[there's the scratch of a needle and ... well, something that's not Leonard Cohen starts playing.]Wait a second. The fuck? --- But this is my ---
[Mark picks the record up off the turntable, checks it --]Okay, the castle's fucking with my records. This is NOT cool. ... I know I haven't taken this record off the goddamn turntable since I GOT here, and suddenly it ain't Leonard Cohen anymore. Doesn't even SAY "I'm Your Man" on the label. .... Eh, nothin' to do but roll with it, I guess.
[he puts it back on. it'll continue, in the background, as he goes about his business. anyone listening closely might notice a theme in the lyrics, though ... two words that've been cropping up increasingly]First off, the ol' weekly Welcome To Castle Wonderfuck greeting goes out to
Kaito,
Cole, and
Carolina! You've got a couple weeks to dig your toes in before we start getting zombie turkeys or possessed cranberry ooze invading our rooms, so get right on that, would'ja? I don't wanna hear you all whinin' about how you can't take it.
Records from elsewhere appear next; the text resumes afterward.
//! Integration tests for guest checkout.
//!
//! These tests require:
//! - A running `PostgreSQL` database, migrated and seeded
//! - The storefront server running (cargo run -p ferme-verte-storefront)
//!
//! Run with: cargo test -p ferme-verte-integration-tests -- --ignored

use reqwest::{Client, StatusCode};
use serde_json::{Value, json};

/// Base URL for the storefront API (configurable via environment).
fn base_url() -> String {
    std::env::var("STOREFRONT_BASE_URL").unwrap_or_else(|_| "http://localhost:3000".to_string())
}

/// Fetch a seeded product so the payload carries real catalog data.
async fn seeded_product(client: &Client) -> Value {
    let resp = client
        .get(format!("{}/api/products/asperges-vertes-500g", base_url()))
        .send()
        .await
        .expect("Failed to get product");
    assert_eq!(resp.status(), StatusCode::OK);
    resp.json().await.expect("Failed to parse product")
}

fn checkout_payload(product: &Value, quantity: u32, total: &str) -> Value {
    json!({
        "name": "Claire Morel",
        "email": "claire@example.fr",
        "phone": "0612345678",
        "deliveryMethod": "delivery",
        "line1": "12 rue des Maraîchers",
        "city": "Blaye",
        "zip": "33390",
        "deliverySlot": "morning",
        "items": [{
            "productId": product["id"],
            "name": product["name"],
            "price": product["price"],
            "quantity": quantity,
        }],
        "total": total,
    })
}

#[tokio::test]
#[ignore = "Requires running storefront server and seeded database"]
async fn test_guest_checkout_under_threshold_pays_delivery_fee() {
    let client = Client::new();
    let product = seeded_product(&client).await;

    // 2 x 8.50 = 17.00, + 5.90 delivery
    let resp = client
        .post(format!("{}/api/orders", base_url()))
        .json(&checkout_payload(&product, 2, "22.90"))
        .send()
        .await
        .expect("Failed to post order");

    assert_eq!(resp.status(), StatusCode::CREATED);
    let order: Value = resp.json().await.expect("Failed to parse order");
    assert_eq!(order["total"], "22.90");
    assert_eq!(order["status"], "PENDING");
    assert_eq!(order["paymentMethod"], "cash_on_delivery");
    assert!(order["userId"].is_null(), "guest order has no user");
    assert_eq!(order["items"][0]["nameSnapshot"], product["name"]);
}

#[tokio::test]
#[ignore = "Requires running storefront server and seeded database"]
async fn test_checkout_free_delivery_at_threshold() {
    let client = Client::new();
    let product = seeded_product(&client).await;

    // 8 x 8.50 = 68.00 >= 50.00, delivery is free
    let resp = client
        .post(format!("{}/api/orders", base_url()))
        .json(&checkout_payload(&product, 8, "68.00"))
        .send()
        .await
        .expect("Failed to post order");

    assert_eq!(resp.status(), StatusCode::CREATED);
    let order: Value = resp.json().await.expect("Failed to parse order");
    assert_eq!(order["total"], "68.00");
}

#[tokio::test]
#[ignore = "Requires running storefront server and seeded database"]
async fn test_checkout_rejects_wrong_total() {
    let client = Client::new();
    let product = seeded_product(&client).await;

    // Claims free delivery it did not earn
    let resp = client
        .post(format!("{}/api/orders", base_url()))
        .json(&checkout_payload(&product, 2, "17.00"))
        .send()
        .await
        .expect("Failed to post order");

    assert_eq!(resp.status(), StatusCode::BAD_REQUEST);
}

#[tokio::test]
#[ignore = "Requires running storefront server and seeded database"]
async fn test_checkout_rejects_empty_cart() {
    let resp = Client::new()
        .post(format!("{}/api/orders", base_url()))
        .json(&json!({
            "name": "Claire Morel",
            "email": "claire@example.fr",
            "phone": "0612345678",
            "deliveryMethod": "pickup",
            "items": [],
            "total": "0.00",
        }))
        .send()
        .await
        .expect("Failed to post order");

    assert_eq!(resp.status(), StatusCode::BAD_REQUEST);
}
I'm a vet, now, been here nearly a year. And if I can make it through all this crazy, fucked-up bullshit, SO CAN YOU!
In more mundane news, someone's starting a
Boys' Detective Club... and the Host Club was taking auditions last week. So ladies, you'll probably have all new hunks of cheesecake to drool over the next time they open the ballroom doors. Please. Drool responsibly. Bring napkins. None of us want to have to clean up after you.
So! Guy Fawkes night! I gotta tell you, the British sure know how the hell to put together a holiday! How about that, huh? First we
built little straw men, then we built
bonfires, and then we
SET 'EM ALL ON FIRE! My kinda' day, if you ask me! Yours truly used up his share of sparklers and chucked a good number of little straw men into the fire. My personal favorite was the little wicker castle I made, but I'm sure you all had your own personal little homages to be made... if you made one of those little dudes, what'd he end up lookin' like? Your ex? Your parents? Some jackass back home that had it comin' to him? Or were you so fulla self-loathing that you made a little mini you?! Honestly, that might not be such a bad idea.
Lotsa places burn their land after they farm it so the grass can grow back greener for th' next year ... I remember learnin' that in social studies. -- Hey, gold star for Harry, he's actually using his mainstream education! -- But think of it this way: f'you burn up some little model of yourself, it could be like, I dunno, burnin' up everything you don't like about yourself so you can start fresh. Make a better start of it. .... And isn't that kinda what some people are doin' here, anyway?
Food for thought. Just don't overeat, kids. The mental equivalent of a stomachache is a bitch. Just sayin'.